Tony craned until he caught Jör's icy blue eye and got a tiny nod out of him, and then one from Fen. They finished getting cleaned up, Jör now in a clean pair of cargos and a Hercules tee shirt, and walked back out to the table. They were both much more diffident than they had been, Jör even electing to take hold of Tony's hand again while Fen settled for just walking beside him.
The meal was relatively quiet from that moment on. The kids were more or less silent as they ate and the adults talked shop. But if things started out awkward, it melted away quickly enough. Tony was distracted by keeping an eye on the triplets as he ate, but the rest of them got into an easy rhythm of banter, debate and laughter. Picking up on the relaxed air, the kids slowly unwound as well. They didn't join in on the conversation – Tony would have been surprised if they had – but they got into their own rhythm of eating, scanning the pizzas for what looked the best to them, then tugging on someone's arm and pointing out their chosen plate. Watching them work their way through plate after plate of pizza slices, Tony was amazed they hadn't said anything earlier, if they were all this hungry. Then he was amazed none of them had burst, they were putting so much away.
Large appetites were definitely a family trait, then.

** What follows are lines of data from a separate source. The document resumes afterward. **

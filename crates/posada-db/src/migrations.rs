use crate::StoreResult;
use rusqlite::Connection;
use tracing::info;

pub fn run(conn: &Connection) -> StoreResult<()> {
    conn.execute_batch(
        "
        CREATE TABLE IF NOT EXISTS users (
            id          TEXT PRIMARY KEY,
            username    TEXT NOT NULL UNIQUE,
            email       TEXT,
            password    TEXT NOT NULL,
            admin       INTEGER NOT NULL DEFAULT 0,
            created_at  TEXT NOT NULL DEFAULT (datetime('now'))
        );

        CREATE TABLE IF NOT EXISTS rooms (
            id          TEXT PRIMARY KEY,
            category    TEXT NOT NULL,
            number      INTEGER NOT NULL UNIQUE,
            price       REAL NOT NULL,
            available   INTEGER NOT NULL DEFAULT 1,
            image       TEXT,
            description TEXT,
            created_at  TEXT NOT NULL DEFAULT (datetime('now'))
        );

        CREATE TABLE IF NOT EXISTS reservations (
            id          TEXT PRIMARY KEY,
            room_id     TEXT NOT NULL REFERENCES rooms(id) ON DELETE CASCADE,
            user_id     TEXT NOT NULL REFERENCES users(id) ON DELETE CASCADE,
            start_date  TEXT NOT NULL,
            end_date    TEXT NOT NULL,
            status      TEXT NOT NULL DEFAULT 'pending',
            created_at  TEXT NOT NULL DEFAULT (datetime('now'))
        );

        CREATE INDEX IF NOT EXISTS idx_reservations_room
            ON reservations(room_id, start_date);

        -- Single-row table: the CHECK makes a second settings record impossible
        CREATE TABLE IF NOT EXISTS settings (
            id              INTEGER PRIMARY KEY CHECK (id = 1),
            check_in_time   TEXT NOT NULL DEFAULT '14:00',
            check_out_time  TEXT NOT NULL DEFAULT '12:00'
        );

        -- Seed the settings row
        INSERT OR IGNORE INTO settings (id) VALUES (1);
        ",
    )?;

    info!("Database migrations complete");
    Ok(())
}
pub mod error;
pub mod migrations;
pub mod models;
pub mod queries;

pub use error::{StoreError, StoreResult};

use rusqlite::Connection;
use std::path::Path;
use std::sync::Mutex;
use tracing::info;

pub struct Database {
    conn: Mutex<Connection>,
}

impl Database {
    pub fn open(path: &Path) -> StoreResult<Self> {
        let conn = Connection::open(path)?;

        // WAL mode for concurrent reads
        conn.pragma_update(None, "journal_mode", "WAL")?;
        conn.pragma_update(None, "foreign_keys", "ON")?;

        migrations::run(&conn)?;

        info!("Database opened at {}", path.display());
        Ok(Self {
            conn: Mutex::new(conn),
        })
    }

    /// In-memory store for tests.
    pub fn open_in_memory() -> StoreResult<Self> {
        let conn = Connection::open_in_memory()?;
        conn.pragma_update(None, "foreign_keys", "ON")?;
        migrations::run(&conn)?;
        Ok(Self {
            conn: Mutex::new(conn),
        })
    }

    pub fn with_conn<F, T>(&self, f: F) -> StoreResult<T>
    where
        F: FnOnce(&Connection) -> StoreResult<T>,
    {
        let conn = self
            .conn
            .lock()
            .map_err(|_| StoreError::Internal("DB lock poisoned".into()))?;
        f(&conn)
    }

    /// Mutable access, needed for transactions. The mutex serializes every
    /// check-then-write sequence in the process.
    pub fn with_conn_mut<F, T>(&self, f: F) -> StoreResult<T>
    where
        F: FnOnce(&mut Connection) -> StoreResult<T>,
    {
        let mut conn = self
            .conn
            .lock()
            .map_err(|_| StoreError::Internal("DB lock poisoned".into()))?;
        f(&mut conn)
    }
}
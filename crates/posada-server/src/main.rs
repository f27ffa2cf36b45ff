use std::net::SocketAddr;
use std::path::PathBuf;
use std::sync::Arc;

use axum::{
    Router, middleware,
    routing::{get, post, put},
};
use tower_http::cors::CorsLayer;
use tower_http::trace::TraceLayer;
use tracing::{info, warn};

use posada_api::auth::{self, AppState, AppStateInner};
use posada_api::middleware::{jwt_secret, require_admin, require_auth};
use posada_api::{reservations, rooms, settings};

#[tokio::main]
async fn main() -> anyhow::Result<()> {
    // Load .env if present
    let _ = dotenvy::dotenv();

    // Init logging
    tracing_subscriber::fmt()
        .with_env_filter(
            tracing_subscriber::EnvFilter::try_from_default_env()
                .unwrap_or_else(|_| "posada=debug,tower_http=debug".into()),
        )
        .init();

    // Config
    let secret = jwt_secret();
    let db_path = std::env::var("POSADA_DB_PATH").unwrap_or_else(|_| "posada.db".into());
    let host = std::env::var("POSADA_HOST").unwrap_or_else(|_| "0.0.0.0".into());
    let port: u16 = std::env::var("POSADA_PORT")
        .unwrap_or_else(|_| "8000".into())
        .parse()?;

    // Init database
    let db = posada_db::Database::open(&PathBuf::from(&db_path))?;

    // Optional admin account from the environment
    match (
        std::env::var("POSADA_ADMIN_USER"),
        std::env::var("POSADA_ADMIN_PASSWORD"),
    ) {
        (Ok(username), Ok(password)) => {
            auth::bootstrap_admin(&db, &username, &password)?;
            info!("Admin account '{}' ready", username);
        }
        _ => warn!("POSADA_ADMIN_USER/POSADA_ADMIN_PASSWORD not set; no admin provisioned"),
    }

    // Shared state
    let app_state: AppState = Arc::new(AppStateInner {
        db,
        jwt_secret: secret,
    });

    // Routes
    let public_routes = Router::new()
        .route("/auth/register", post(auth::register))
        .route("/auth/login", post(auth::login))
        .with_state(app_state.clone());

    let user_routes = Router::new()
        .route("/auth/me", get(auth::me))
        .route("/auth/profile", put(auth::update_profile))
        .route("/rooms", get(rooms::list_rooms))
        .route("/rooms/available", get(rooms::available_rooms))
        .route("/rooms/{id}", get(rooms::get_room))
        .route(
            "/reservations",
            get(reservations::list_reservations).post(reservations::create_reservation),
        )
        .route(
            "/reservations/{id}",
            get(reservations::get_reservation)
                .put(reservations::update_reservation)
                .delete(reservations::delete_reservation),
        )
        .layer(middleware::from_fn(require_auth))
        .with_state(app_state.clone());

    let admin_routes = Router::new()
        .route("/rooms", post(rooms::create_room))
        .route(
            "/rooms/{id}",
            put(rooms::update_room).delete(rooms::delete_room),
        )
        .route("/reservations/{id}/checkin", post(reservations::checkin))
        .route("/reservations/{id}/checkout", post(reservations::checkout))
        .route(
            "/settings",
            get(settings::get_settings).put(settings::update_settings),
        )
        .layer(middleware::from_fn(require_admin))
        .layer(middleware::from_fn(require_auth))
        .with_state(app_state);

    let api = Router::new()
        .merge(public_routes)
        .merge(user_routes)
        .merge(admin_routes);

    let app = Router::new()
        .nest("/api", api)
        .layer(CorsLayer::permissive())
        .layer(TraceLayer::new_for_http());

    let addr: SocketAddr = format!("{}:{}", host, port).parse()?;
    info!("Posada server listening on {}", addr);

    let listener = tokio::net::TcpListener::bind(addr).await?;
    axum::serve(listener, app).await?;

    Ok(())
}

Still, even with four humongous appetites and six regular ones they couldn't quite polish off twenty-one extra-larges. There were plenty of leftovers to find homes for and ten places to clean up at table. No one had been particularly messy – Tony checked Thor's place to be sure of that – but it was still widely spread. But there was one more point of business to attend to before cleanup could start.

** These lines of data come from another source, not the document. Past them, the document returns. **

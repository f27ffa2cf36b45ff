use axum::{
    Json,
    extract::{Path, Query, State},
    http::StatusCode,
    response::IntoResponse,
};
use chrono::NaiveDate;
use posada_types::api::{AvailabilityQuery, RoomPayload};
use posada_types::models::Room;
use uuid::Uuid;

use crate::auth::AppState;
use crate::convert::room_from_row;
use crate::error::ApiError;

pub async fn list_rooms(State(state): State<AppState>) -> Result<impl IntoResponse, ApiError> {
    let db = state.clone();
    let rows = tokio::task::spawn_blocking(move || db.db.list_rooms())
        .await
        .map_err(ApiError::internal)??;

    let rooms: Vec<Room> = rows.into_iter().map(room_from_row).collect();
    Ok(Json(rooms))
}

pub async fn get_room(
    State(state): State<AppState>,
    Path(id): Path<Uuid>,
) -> Result<impl IntoResponse, ApiError> {
    let db = state.clone();
    let rid = id.to_string();
    let row = tokio::task::spawn_blocking(move || db.db.get_room(&rid))
        .await
        .map_err(ApiError::internal)??
        .ok_or_else(|| ApiError::not_found(format!("room {} not found", id)))?;

    Ok(Json(room_from_row(row)))
}

/// Rooms open for booking. Filtering by dates needs both ends of the window;
/// a single date is treated as no filter.
pub async fn available_rooms(
    State(state): State<AppState>,
    Query(query): Query<AvailabilityQuery>,
) -> Result<impl IntoResponse, ApiError> {
    let window = booking_window(&query);

    let db = state.clone();
    let rows = tokio::task::spawn_blocking(move || db.db.list_available_rooms(window))
        .await
        .map_err(ApiError::internal)??;

    let rooms: Vec<Room> = rows.into_iter().map(room_from_row).collect();
    Ok(Json(rooms))
}

pub async fn create_room(
    State(state): State<AppState>,
    Json(req): Json<RoomPayload>,
) -> Result<impl IntoResponse, ApiError> {
    let room_id = Uuid::new_v4();

    let db = state.clone();
    let rid = room_id.to_string();
    tokio::task::spawn_blocking(move || {
        db.db.create_room(
            &rid,
            req.category.as_str(),
            req.number,
            req.price,
            req.available,
            req.image.as_deref(),
            req.description.as_deref(),
        )
    })
    .await
    .map_err(ApiError::internal)??;

    let db = state.clone();
    let rid = room_id.to_string();
    let row = tokio::task::spawn_blocking(move || db.db.get_room(&rid))
        .await
        .map_err(ApiError::internal)??
        .ok_or_else(|| ApiError::internal("room vanished after insert"))?;

    Ok((StatusCode::CREATED, Json(room_from_row(row))))
}

pub async fn update_room(
    State(state): State<AppState>,
    Path(id): Path<Uuid>,
    Json(req): Json<RoomPayload>,
) -> Result<impl IntoResponse, ApiError> {
    let db = state.clone();
    let rid = id.to_string();
    let row = tokio::task::spawn_blocking(move || {
        db.db.update_room(
            &rid,
            req.category.as_str(),
            req.number,
            req.price,
            req.available,
            req.image.as_deref(),
            req.description.as_deref(),
        )?;
        db.db.get_room(&rid)
    })
    .await
    .map_err(ApiError::internal)??
    .ok_or_else(|| ApiError::not_found(format!("room {} not found", id)))?;

    Ok(Json(room_from_row(row)))
}

pub async fn delete_room(
    State(state): State<AppState>,
    Path(id): Path<Uuid>,
) -> Result<impl IntoResponse, ApiError> {
    let db = state.clone();
    let rid = id.to_string();
    tokio::task::spawn_blocking(move || db.db.delete_room(&rid))
        .await
        .map_err(ApiError::internal)??;

    Ok(StatusCode::NO_CONTENT)
}

fn booking_window(query: &AvailabilityQuery) -> Option<(NaiveDate, NaiveDate)> {
    match (query.start, query.end) {
        (Some(start), Some(end)) => Some((start, end)),
        _ => None,
    }
}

"So what did you have in mind for dessert, Tony?"
"Uh…"
The feeling of panic was becoming so familiar to him, just over the course of a single day, that Tony wondered how much longer it would take for him to become completely acclimated to it. He didn't think too much longer, but by the same token he certainly wasn't there yet. He might have squeaked by the dessert issue without any of the kids noticing if Natasha hadn't brought it up. They might have completely forgotten, but now they were all looking at him expectantly. When he'd mentioned it before it was just as a way to get everyone to settle down, he hadn't had anything specific in mind to use as a rewards system. Now that he was on the spot, he wasn't even sure he had anything that could be considered a dessert.
After ducking into the kitchen, (not a retreat), and scouring all of the cupboards without finding one single thing that could be considered 'dessert,' Tony was almost resigned to ordering that in, too. Then he found a small rainbow striped box at the back of his freezer. Thank God for the occasional childish craving that led to odd 3am purchases.
"'Otter Pops'?" Steve read the box when Tony set it on the counter. "Isn't that a little plain?"
"You kidding? These things are great, perfect for right after pizza!"
Bruce raised an eyebrow at the box as well. "I'm surprised. I wouldn't have thought Otter Pops were your style." He sounded amused, but not mocking. Tony grinned at him.
"I refer you back to my previous statement. In fact I take it a step further: they are awesome. Everyone should have a box in their freezer."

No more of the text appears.